-- Problem requirements --
Restate word for word the lines of the material below, from the line with "use super::DbResult;" to the line with "not exist yet.", both lines included, and no others.

-- Records provided --
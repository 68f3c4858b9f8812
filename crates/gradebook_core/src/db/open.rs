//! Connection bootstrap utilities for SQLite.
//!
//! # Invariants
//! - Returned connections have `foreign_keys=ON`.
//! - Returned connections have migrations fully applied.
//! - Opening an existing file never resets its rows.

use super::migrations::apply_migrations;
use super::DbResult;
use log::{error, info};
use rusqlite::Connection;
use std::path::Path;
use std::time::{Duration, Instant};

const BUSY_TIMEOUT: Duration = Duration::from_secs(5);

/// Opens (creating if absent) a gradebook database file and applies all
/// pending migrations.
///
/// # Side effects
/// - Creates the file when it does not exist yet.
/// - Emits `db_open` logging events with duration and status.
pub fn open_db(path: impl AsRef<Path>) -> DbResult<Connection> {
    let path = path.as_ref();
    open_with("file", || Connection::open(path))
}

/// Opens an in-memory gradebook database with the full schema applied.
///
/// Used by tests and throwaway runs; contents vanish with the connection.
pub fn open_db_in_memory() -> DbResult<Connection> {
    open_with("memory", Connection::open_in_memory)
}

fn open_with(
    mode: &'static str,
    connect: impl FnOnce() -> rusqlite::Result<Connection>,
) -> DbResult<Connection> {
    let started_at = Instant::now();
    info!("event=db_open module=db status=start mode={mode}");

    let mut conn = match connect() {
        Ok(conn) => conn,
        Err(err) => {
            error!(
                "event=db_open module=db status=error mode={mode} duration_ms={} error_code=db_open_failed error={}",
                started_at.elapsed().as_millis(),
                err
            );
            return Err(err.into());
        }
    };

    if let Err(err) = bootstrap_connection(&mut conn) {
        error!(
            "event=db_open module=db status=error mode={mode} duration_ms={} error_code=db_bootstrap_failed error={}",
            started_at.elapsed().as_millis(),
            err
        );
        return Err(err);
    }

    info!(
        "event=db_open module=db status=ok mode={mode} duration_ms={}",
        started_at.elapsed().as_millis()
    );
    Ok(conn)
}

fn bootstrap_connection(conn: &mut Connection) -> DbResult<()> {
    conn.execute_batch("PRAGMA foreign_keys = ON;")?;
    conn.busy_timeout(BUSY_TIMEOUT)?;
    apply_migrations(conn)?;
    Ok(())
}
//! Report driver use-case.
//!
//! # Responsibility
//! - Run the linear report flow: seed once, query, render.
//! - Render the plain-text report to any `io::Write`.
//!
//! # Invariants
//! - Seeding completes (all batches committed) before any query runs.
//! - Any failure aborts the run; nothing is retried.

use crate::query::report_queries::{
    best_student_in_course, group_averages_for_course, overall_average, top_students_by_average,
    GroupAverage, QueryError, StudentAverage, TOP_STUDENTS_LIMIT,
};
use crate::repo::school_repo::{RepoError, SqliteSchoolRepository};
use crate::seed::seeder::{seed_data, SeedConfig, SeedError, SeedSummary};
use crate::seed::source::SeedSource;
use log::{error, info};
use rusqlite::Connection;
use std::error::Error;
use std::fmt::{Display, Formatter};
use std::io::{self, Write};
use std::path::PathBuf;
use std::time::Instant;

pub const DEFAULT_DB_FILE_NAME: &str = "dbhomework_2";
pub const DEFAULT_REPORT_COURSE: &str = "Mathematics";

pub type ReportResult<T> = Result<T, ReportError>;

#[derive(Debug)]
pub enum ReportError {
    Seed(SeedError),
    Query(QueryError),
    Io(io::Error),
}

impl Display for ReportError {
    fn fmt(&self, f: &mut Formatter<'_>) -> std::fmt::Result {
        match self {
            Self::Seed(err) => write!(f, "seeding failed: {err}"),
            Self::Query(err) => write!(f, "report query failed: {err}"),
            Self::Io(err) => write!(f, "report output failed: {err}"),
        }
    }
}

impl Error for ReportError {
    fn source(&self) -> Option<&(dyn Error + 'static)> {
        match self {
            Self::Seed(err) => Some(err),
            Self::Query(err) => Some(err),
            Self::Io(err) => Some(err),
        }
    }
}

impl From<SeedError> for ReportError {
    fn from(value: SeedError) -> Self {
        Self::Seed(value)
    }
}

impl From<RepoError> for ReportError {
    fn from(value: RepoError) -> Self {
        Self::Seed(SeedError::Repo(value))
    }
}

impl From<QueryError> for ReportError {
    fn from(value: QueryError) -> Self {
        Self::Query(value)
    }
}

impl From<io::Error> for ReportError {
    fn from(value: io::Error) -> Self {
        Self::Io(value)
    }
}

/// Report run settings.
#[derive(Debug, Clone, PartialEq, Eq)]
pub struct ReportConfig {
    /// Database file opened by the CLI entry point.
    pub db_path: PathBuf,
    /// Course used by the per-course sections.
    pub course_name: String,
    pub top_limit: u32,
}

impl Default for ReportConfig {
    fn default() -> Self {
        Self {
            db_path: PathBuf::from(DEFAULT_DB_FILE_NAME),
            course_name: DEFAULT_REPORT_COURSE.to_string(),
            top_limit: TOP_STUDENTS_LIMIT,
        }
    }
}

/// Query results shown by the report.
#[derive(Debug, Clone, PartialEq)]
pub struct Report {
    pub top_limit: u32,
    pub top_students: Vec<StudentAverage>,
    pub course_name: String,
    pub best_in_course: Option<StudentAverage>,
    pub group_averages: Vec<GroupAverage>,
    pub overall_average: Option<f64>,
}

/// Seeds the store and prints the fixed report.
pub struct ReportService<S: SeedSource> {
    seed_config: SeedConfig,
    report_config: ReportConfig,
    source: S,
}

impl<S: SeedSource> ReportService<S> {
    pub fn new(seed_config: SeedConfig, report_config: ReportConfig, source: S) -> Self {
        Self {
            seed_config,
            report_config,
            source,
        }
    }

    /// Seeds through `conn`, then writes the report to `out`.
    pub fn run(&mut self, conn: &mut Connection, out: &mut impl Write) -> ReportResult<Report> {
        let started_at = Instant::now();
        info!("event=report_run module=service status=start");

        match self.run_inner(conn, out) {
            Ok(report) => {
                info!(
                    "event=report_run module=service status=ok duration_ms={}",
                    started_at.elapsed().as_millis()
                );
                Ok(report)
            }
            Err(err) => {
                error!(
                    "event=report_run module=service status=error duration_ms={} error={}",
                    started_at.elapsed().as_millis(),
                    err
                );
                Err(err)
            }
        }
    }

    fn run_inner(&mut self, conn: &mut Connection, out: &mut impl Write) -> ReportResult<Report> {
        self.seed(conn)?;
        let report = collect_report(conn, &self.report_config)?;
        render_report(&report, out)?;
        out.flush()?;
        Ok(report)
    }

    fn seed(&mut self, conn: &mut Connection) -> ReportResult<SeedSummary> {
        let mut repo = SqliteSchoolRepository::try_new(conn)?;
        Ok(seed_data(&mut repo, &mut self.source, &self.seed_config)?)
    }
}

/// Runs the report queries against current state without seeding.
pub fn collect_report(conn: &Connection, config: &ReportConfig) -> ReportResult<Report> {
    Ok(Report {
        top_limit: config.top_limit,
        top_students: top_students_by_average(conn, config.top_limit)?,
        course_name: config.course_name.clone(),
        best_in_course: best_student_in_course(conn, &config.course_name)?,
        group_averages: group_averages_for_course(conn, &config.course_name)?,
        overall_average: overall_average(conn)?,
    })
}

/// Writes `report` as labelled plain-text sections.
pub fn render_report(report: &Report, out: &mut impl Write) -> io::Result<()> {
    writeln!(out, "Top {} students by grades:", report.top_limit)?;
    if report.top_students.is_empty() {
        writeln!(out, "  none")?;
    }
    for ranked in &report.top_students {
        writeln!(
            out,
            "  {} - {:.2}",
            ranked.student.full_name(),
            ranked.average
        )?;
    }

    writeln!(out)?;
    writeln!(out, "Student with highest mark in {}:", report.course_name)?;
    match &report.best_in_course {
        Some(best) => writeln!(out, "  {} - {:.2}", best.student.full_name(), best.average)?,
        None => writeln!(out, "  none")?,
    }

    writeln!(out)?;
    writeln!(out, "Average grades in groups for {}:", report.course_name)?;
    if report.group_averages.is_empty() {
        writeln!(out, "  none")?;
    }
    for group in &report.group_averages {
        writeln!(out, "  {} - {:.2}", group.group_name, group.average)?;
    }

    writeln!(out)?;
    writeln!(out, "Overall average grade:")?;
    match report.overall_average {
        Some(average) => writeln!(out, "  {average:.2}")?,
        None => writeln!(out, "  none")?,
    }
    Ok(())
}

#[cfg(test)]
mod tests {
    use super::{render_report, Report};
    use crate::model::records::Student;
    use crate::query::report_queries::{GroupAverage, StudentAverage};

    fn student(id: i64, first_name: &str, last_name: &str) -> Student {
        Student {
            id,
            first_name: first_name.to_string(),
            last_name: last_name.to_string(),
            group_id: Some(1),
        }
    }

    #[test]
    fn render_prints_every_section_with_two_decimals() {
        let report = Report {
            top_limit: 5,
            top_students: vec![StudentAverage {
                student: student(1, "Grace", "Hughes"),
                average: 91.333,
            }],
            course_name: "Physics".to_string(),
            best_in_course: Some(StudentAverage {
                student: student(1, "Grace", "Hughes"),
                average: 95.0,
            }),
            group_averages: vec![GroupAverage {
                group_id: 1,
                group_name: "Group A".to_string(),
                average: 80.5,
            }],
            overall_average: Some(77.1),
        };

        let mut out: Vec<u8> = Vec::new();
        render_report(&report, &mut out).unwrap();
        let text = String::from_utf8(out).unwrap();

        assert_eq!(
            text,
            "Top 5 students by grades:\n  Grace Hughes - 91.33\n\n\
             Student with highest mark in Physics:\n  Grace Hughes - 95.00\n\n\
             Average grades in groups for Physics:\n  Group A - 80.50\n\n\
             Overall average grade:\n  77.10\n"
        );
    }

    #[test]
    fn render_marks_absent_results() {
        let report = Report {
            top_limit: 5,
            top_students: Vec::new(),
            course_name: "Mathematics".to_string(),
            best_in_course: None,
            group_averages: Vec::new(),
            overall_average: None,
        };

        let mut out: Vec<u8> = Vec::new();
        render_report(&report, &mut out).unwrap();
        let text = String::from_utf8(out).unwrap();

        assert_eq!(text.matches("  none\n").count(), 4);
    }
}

-- Answer box --
use super::DbResult;
use log::{error, info};
use rusqlite::Connection;
use std::path::Path;
use std::time::{Duration, Instant};

const BUSY_TIMEOUT: Duration = Duration::from_secs(5);

/// Opens (creating if absent) a gradebook database file and applies all
/// pending migrations.
///
/// # Side effects
/// - Creates the file when it does not exist yet.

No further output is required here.